● WORK TO BE COMPLETED
Search the listing below, and show each line that includes the word "count".

● DATA SUPPLIED
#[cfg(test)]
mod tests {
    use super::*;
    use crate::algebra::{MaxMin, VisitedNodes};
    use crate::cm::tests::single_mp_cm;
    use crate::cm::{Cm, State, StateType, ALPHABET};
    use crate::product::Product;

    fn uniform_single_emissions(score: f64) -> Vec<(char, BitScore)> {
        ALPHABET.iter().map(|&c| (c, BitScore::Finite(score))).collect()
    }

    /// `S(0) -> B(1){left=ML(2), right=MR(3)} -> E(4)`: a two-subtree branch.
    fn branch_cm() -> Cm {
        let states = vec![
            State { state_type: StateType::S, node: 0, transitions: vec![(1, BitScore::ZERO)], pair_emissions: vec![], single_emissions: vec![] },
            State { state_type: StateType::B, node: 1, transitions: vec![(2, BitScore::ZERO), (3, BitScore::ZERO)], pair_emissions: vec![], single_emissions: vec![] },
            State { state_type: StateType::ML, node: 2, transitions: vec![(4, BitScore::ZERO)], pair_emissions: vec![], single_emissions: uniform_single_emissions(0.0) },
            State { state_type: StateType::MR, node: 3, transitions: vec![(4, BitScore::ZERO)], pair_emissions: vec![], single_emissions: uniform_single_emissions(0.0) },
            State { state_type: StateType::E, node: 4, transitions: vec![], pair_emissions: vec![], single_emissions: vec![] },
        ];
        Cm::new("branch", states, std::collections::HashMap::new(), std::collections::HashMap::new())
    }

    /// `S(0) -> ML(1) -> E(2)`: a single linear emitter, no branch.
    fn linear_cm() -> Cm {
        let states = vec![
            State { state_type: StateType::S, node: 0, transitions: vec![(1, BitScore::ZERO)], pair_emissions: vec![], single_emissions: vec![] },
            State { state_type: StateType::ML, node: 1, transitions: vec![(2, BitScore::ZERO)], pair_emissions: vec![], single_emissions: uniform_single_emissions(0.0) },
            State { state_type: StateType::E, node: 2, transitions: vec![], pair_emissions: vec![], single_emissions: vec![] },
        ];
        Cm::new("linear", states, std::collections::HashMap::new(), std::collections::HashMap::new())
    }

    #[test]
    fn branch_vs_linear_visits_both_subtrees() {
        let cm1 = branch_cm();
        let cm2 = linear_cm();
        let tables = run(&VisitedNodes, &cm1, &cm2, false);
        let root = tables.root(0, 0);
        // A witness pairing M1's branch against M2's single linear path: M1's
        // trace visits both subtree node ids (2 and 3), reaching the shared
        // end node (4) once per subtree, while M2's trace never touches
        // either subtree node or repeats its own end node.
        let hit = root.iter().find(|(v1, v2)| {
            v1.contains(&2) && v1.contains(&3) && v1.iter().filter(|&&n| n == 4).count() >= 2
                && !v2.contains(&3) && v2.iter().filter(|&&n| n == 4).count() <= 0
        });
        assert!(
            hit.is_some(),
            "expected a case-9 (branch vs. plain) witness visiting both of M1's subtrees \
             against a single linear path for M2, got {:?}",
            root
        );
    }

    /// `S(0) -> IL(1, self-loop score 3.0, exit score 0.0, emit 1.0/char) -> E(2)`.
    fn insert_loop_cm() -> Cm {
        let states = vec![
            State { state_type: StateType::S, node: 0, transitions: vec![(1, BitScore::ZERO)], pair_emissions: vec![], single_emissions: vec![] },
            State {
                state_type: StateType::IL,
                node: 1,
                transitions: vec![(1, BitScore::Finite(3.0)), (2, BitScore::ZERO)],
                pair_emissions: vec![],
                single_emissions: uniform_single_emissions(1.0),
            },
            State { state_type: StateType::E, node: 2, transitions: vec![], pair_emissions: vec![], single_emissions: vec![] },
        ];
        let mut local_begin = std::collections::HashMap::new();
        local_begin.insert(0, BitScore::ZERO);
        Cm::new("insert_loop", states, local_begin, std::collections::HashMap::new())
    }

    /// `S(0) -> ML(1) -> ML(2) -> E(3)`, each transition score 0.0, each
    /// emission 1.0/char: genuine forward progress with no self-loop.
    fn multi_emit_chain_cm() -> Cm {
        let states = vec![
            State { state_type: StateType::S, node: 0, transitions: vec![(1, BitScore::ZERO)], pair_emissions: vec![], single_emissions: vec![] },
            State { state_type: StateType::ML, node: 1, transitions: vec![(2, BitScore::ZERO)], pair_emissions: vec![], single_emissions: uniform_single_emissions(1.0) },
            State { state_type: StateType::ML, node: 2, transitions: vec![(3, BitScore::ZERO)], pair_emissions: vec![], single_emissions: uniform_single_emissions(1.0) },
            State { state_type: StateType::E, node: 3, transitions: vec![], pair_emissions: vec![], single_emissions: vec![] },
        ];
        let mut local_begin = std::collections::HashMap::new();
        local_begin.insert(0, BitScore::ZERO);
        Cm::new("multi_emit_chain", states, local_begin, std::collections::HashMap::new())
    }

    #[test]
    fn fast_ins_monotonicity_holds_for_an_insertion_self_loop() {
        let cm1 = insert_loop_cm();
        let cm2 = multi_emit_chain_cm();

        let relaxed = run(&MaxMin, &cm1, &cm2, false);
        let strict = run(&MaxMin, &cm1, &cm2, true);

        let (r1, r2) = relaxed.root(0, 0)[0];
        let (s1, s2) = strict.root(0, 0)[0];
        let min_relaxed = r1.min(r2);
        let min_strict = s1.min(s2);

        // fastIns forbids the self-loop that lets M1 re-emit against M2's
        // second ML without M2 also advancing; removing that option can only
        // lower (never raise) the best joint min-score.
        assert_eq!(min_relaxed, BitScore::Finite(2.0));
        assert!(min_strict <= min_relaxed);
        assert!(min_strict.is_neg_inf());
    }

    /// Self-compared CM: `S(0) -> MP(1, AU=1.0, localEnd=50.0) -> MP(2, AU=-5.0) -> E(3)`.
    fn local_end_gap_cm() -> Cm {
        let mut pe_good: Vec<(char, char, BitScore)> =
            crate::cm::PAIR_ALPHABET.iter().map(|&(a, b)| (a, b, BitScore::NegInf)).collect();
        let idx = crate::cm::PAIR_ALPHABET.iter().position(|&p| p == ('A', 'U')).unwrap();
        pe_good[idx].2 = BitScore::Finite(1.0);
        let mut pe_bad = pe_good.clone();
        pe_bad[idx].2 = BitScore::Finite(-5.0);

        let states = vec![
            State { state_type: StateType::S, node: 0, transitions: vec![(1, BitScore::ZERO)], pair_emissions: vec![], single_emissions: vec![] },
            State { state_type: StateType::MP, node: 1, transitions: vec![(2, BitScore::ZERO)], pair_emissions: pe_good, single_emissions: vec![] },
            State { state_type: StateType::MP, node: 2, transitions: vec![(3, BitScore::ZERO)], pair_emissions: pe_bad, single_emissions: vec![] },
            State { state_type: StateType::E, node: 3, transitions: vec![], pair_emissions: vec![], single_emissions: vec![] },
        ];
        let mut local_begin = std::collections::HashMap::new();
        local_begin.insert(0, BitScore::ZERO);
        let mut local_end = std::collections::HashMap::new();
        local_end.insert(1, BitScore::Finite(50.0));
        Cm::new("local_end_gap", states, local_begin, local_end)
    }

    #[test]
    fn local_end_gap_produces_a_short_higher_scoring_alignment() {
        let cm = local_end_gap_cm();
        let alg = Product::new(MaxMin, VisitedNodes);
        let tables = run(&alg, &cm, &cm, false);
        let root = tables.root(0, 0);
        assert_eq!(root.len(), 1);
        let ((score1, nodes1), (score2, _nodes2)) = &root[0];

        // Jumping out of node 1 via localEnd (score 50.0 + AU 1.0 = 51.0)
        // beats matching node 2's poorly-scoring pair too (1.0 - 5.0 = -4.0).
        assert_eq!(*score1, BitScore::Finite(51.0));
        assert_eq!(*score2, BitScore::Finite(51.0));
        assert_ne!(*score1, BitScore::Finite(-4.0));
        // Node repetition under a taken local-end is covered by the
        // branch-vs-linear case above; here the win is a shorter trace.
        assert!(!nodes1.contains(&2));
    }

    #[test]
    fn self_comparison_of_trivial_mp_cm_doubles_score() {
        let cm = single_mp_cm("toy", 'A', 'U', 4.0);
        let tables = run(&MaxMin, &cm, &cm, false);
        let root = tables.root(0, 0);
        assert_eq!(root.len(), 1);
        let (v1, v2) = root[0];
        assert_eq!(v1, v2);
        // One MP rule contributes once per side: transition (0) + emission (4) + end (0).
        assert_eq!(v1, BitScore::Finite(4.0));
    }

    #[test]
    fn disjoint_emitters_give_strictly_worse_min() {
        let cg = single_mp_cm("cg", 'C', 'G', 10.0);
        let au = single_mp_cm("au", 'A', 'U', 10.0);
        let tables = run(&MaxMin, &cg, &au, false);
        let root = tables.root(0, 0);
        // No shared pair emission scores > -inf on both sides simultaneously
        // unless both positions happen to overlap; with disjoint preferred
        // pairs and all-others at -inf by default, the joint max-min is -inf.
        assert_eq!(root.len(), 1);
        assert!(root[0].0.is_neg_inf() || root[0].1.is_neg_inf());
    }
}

● OUTPUT
            v1.contains(&2) && v1.contains(&3) && v1.iter().filter(|&&n| n == 4).count() >= 2
                && !v2.contains(&3) && v2.iter().filter(|&&n| n == 4).count() <= 0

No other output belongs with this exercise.